What were some of the challenges that you’ve faced in your time at the ALU?
I think one of the biggest challenges was coming into an organization that had a very distinct culture within it already and trying to figure out where I could be useful without stepping on people’s toes. Another hard thing was making the transition between academia and the structures of more traditional campaign organizing, and then being in a warehouse and having to figure out how to relate to people without imposing any prior beliefs I might have had about people who worked at Amazon. I think things that helped me get past that and work through some of those difficulties were that the team members of the ALU are some of the most welcoming people I’ve met, but also the ALU is really concerned with listening to both the organizers’ and workers’ needs and trying to bring people in in a way that allows them to use their strengths. The other organizers helped me get to know the climate. But the big difficulty I had at first was trying to not feel like an outsider in a culture that’s different from Oberlin.
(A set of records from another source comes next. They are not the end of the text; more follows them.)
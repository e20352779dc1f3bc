//! Load-time validation
//!
//! Everything that can be wrong with a configuration is detected here,
//! before a single process is spawned.

use std::collections::{HashMap, HashSet};

use super::harbor::HarborConfig;
use crate::error::ConfigError;

impl HarborConfig {
    /// Validate the whole document and return the dependency-ordered
    /// start sequence (dependencies before dependents).
    pub fn validate(&self) -> Result<Vec<String>, ConfigError> {
        let mut names = HashSet::new();
        let mut ports: HashMap<u16, &str> = HashMap::new();

        for service in &self.services {
            if service.name.trim().is_empty() {
                return Err(ConfigError::Invalid("service with empty name".into()));
            }
            if !names.insert(service.name.as_str()) {
                return Err(ConfigError::DuplicateService(service.name.clone()));
            }
            if service.command.trim().is_empty() {
                return Err(ConfigError::Invalid(format!(
                    "service '{}' has an empty command",
                    service.name
                )));
            }
            if service.port == 0 {
                return Err(ConfigError::Invalid(format!(
                    "service '{}' must declare a non-zero port",
                    service.name
                )));
            }
            if let Some(first) = ports.insert(service.port, &service.name) {
                return Err(ConfigError::DuplicatePort {
                    port: service.port,
                    first: first.to_string(),
                    second: service.name.clone(),
                });
            }
            if service.startup_timeout.is_zero() || service.health_check.timeout.is_zero() {
                return Err(ConfigError::Invalid(format!(
                    "service '{}' has a zero timeout",
                    service.name
                )));
            }
            let url = service.health_url();
            match reqwest::Url::parse(&url) {
                Ok(parsed) if matches!(parsed.scheme(), "http" | "https") => {}
                _ => {
                    return Err(ConfigError::Invalid(format!(
                        "service '{}' has an invalid health check URL '{}'",
                        service.name, url
                    )))
                }
            }
        }

        for service in &self.services {
            for dependency in &service.depends_on {
                if !names.contains(dependency.as_str()) {
                    return Err(ConfigError::UnknownDependency {
                        service: service.name.clone(),
                        dependency: dependency.clone(),
                    });
                }
            }
        }

        if self.target_ports.contains(&0) {
            return Err(ConfigError::Invalid("targetPorts contains port 0".into()));
        }
        if self.probe.interval.is_zero() || self.probe.startup_poll.is_zero() {
            return Err(ConfigError::Invalid("probe intervals must be non-zero".into()));
        }
        if self.probe.failure_threshold == 0 {
            return Err(ConfigError::Invalid(
                "probe.failureThreshold must be at least 1".into(),
            ));
        }
        if self.backoff.multiplier < 1.0 || !(0.0..=1.0).contains(&self.backoff.jitter) {
            return Err(ConfigError::Invalid(
                "backoff.multiplier must be >= 1 and backoff.jitter within 0..=1".into(),
            ));
        }
        if self.harness.scenario_timeout.is_zero() {
            return Err(ConfigError::Invalid(
                "harness.scenarioTimeoutMs must be non-zero".into(),
            ));
        }

        for watcher in &self.watchers {
            if watcher.path.as_os_str().is_empty() {
                return Err(ConfigError::Invalid("watcher with empty path".into()));
            }
            if watcher.poll_interval.is_zero() {
                return Err(ConfigError::Invalid(format!(
                    "watcher for {} has a zero poll interval",
                    watcher.path.display()
                )));
            }
            for name in &watcher.restart {
                if !names.contains(name.as_str()) {
                    return Err(ConfigError::Invalid(format!(
                        "watcher for {} restarts unknown service '{}'",
                        watcher.path.display(),
                        name
                    )));
                }
            }
        }

        self.policy.compile()?;

        self.start_order()
    }

    /// Topological order of services, ties broken by configuration order.
    ///
    /// Fails with the members of the first cycle found.
    pub fn start_order(&self) -> Result<Vec<String>, ConfigError> {
        let index: HashMap<&str, usize> = self
            .services
            .iter()
            .enumerate()
            .map(|(i, s)| (s.name.as_str(), i))
            .collect();

        let mut marks = vec![Mark::Unvisited; self.services.len()];
        let mut order = Vec::with_capacity(self.services.len());
        let mut stack = Vec::new();

        for start in 0..self.services.len() {
            self.visit(start, &index, &mut marks, &mut stack, &mut order)?;
        }

        Ok(order)
    }

    fn visit(
        &self,
        node: usize,
        index: &HashMap<&str, usize>,
        marks: &mut [Mark],
        stack: &mut Vec<usize>,
        order: &mut Vec<String>,
    ) -> Result<(), ConfigError> {
        match marks[node] {
            Mark::Done => return Ok(()),
            Mark::InProgress => {
                let from = stack.iter().position(|&n| n == node).unwrap_or(0);
                let mut cycle: Vec<String> = stack[from..]
                    .iter()
                    .map(|&n| self.services[n].name.clone())
                    .collect();
                cycle.push(self.services[node].name.clone());
                return Err(ConfigError::DependencyCycle(cycle));
            }
            Mark::Unvisited => {}
        }

        marks[node] = Mark::InProgress;
        stack.push(node);
        for dependency in &self.services[node].depends_on {
            let dep = *index.get(dependency.as_str()).ok_or_else(|| {
                ConfigError::UnknownDependency {
                    service: self.services[node].name.clone(),
                    dependency: dependency.clone(),
                }
            })?;
            self.visit(dep, index, marks, stack, order)?;
        }
        stack.pop();
        marks[node] = Mark::Done;
        order.push(self.services[node].name.clone());
        Ok(())
    }
}

#[derive(Debug, Clone, Copy, PartialEq, Eq)]
enum Mark {
    Unvisited,
    InProgress,
    Done,
}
Did you ever have moments where you doubted that the union would be successful and accomplish what you wanted to get done?
Up until a week and a half before the election, I thought we had less than a 50 percent chance of winning. We were seeing numbers from phone banking that were putting us around a 60-to-70-percent “yes” vote, but I was really reticent to take those numbers at face value because, from what we were hearing from the organizers inside of the warehouse and talking to a lot of the workers, there was an incredible amount of union-busting going on. I think the people who were talking to us on the phones were more willing to talk to us, more willing to vote yes, so I was worried that the data we were getting back was false. It took until a couple days before the election for me to start feeling confident that we had a shot. And then it took until the first day of the vote count for me to be like, “oh, s**t, we actually might unionize Amazon.”
Can you speak to the effect that this may have on other efforts to unionize around the country?
I think unionizing Amazon is a rekindling of the labor movement around the country because of the scale of Amazon. If you can unionize the second-largest employer in the U.S., you can unionize anything. Amazon has an employment system designed to ward off unions, but doesn’t have the incentive where people want to improve the job because they wanna stay long-term. This movement is building worker power for worker power’s sake. I think when that idea gets heard across the country, workers are gonna look at the fact that they don’t just want a pay raise in their job; they want a voice, they want to feel like they are controlling the economy and their place in the economy. Doing this is gonna have a really important impact.
Is there anything that you wish you’d known before you started organizing for a union? Or anything you would tell someone interested in getting involved with union organizing?
You have power already. There isn’t some theoretical or academic framework you need to understand to get started. If you feel you are being mistreated, if you feel you are being slighted, the power to organize comes from building relationships and being genuine with people. Whether it’s organizing Residential Education workers so they’re treated with respect by the College, students within co-ops to prevent austerity measures from destroying one of Oberlin’s institutions, or Amazon workers, the power is already there because we make them their profit. We are the mechanism of our country’s productivity and success. When we decide that we want something and we organize around it, we realize that together, we have the ability to shut s**t down. There’s nothing that can stand in the way.